» TASK REQUIREMENTS
Your answer should be one number: how many lines below have the word "async".

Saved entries

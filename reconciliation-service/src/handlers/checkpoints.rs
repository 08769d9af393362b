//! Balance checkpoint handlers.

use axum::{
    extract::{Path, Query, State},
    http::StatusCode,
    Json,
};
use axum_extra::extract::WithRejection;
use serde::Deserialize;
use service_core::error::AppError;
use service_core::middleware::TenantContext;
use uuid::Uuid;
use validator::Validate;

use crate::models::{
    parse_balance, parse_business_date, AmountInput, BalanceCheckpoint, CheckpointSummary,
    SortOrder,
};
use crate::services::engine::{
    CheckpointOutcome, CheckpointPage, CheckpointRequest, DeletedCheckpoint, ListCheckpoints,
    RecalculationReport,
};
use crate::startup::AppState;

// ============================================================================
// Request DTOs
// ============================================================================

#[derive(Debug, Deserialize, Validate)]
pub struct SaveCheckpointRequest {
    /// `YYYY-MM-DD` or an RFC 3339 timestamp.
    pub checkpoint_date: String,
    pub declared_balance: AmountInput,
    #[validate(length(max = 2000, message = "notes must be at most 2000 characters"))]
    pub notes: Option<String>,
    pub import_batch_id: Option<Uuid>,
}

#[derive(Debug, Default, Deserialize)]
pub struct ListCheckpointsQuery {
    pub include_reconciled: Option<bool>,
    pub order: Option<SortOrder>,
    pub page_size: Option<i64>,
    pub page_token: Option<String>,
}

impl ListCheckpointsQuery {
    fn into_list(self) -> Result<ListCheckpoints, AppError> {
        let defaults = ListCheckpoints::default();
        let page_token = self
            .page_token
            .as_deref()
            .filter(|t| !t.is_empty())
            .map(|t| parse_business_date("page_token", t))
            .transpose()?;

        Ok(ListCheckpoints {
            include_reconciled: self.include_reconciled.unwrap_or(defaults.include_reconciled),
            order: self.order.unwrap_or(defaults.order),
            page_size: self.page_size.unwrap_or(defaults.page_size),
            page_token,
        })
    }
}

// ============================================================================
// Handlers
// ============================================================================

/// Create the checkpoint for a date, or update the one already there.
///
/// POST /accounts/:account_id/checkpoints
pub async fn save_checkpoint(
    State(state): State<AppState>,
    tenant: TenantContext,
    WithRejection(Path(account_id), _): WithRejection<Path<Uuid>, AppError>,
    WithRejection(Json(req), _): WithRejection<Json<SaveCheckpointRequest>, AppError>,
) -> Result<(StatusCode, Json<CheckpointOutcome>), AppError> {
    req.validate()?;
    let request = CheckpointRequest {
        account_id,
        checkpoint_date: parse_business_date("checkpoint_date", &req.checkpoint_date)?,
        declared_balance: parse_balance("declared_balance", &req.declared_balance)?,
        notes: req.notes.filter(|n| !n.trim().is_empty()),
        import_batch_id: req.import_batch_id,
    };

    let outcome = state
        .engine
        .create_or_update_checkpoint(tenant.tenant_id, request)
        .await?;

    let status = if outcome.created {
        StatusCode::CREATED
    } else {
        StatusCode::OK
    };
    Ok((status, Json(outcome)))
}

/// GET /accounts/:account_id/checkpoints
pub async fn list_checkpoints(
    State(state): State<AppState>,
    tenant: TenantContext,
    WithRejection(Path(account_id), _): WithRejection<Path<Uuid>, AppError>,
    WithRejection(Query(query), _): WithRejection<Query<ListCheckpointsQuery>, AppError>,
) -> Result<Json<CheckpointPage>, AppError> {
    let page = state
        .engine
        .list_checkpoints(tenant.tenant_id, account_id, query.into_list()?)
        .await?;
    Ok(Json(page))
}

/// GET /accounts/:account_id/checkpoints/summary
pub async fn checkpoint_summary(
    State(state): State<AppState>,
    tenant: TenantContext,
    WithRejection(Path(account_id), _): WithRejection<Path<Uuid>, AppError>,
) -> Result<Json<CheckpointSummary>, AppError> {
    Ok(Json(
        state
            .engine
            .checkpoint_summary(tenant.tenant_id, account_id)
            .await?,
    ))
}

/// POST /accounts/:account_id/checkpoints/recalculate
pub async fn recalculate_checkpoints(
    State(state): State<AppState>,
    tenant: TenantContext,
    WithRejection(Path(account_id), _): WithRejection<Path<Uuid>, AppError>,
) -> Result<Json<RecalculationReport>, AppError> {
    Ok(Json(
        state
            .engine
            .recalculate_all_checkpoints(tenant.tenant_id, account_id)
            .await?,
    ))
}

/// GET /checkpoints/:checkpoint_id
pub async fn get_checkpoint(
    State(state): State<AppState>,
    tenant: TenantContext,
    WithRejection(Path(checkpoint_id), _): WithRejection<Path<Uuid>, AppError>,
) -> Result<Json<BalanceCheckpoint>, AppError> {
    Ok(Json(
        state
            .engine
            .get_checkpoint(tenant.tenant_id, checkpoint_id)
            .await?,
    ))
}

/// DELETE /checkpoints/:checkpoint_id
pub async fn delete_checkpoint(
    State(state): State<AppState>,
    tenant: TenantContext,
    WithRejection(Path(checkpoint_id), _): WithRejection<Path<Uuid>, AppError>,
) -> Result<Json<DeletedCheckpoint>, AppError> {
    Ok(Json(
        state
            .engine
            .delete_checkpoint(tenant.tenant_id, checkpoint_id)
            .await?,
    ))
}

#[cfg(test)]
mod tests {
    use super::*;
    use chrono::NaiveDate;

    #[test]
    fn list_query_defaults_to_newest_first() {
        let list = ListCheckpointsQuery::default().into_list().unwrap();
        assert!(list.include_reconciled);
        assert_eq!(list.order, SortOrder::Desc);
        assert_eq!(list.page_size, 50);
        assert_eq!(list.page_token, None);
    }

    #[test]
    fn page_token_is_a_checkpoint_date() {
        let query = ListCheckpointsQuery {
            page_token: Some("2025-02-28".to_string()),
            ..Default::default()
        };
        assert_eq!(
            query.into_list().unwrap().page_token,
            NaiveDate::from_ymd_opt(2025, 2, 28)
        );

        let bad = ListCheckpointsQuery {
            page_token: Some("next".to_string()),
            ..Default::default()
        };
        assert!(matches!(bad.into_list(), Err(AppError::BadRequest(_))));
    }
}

» RESPONSE BELOW
6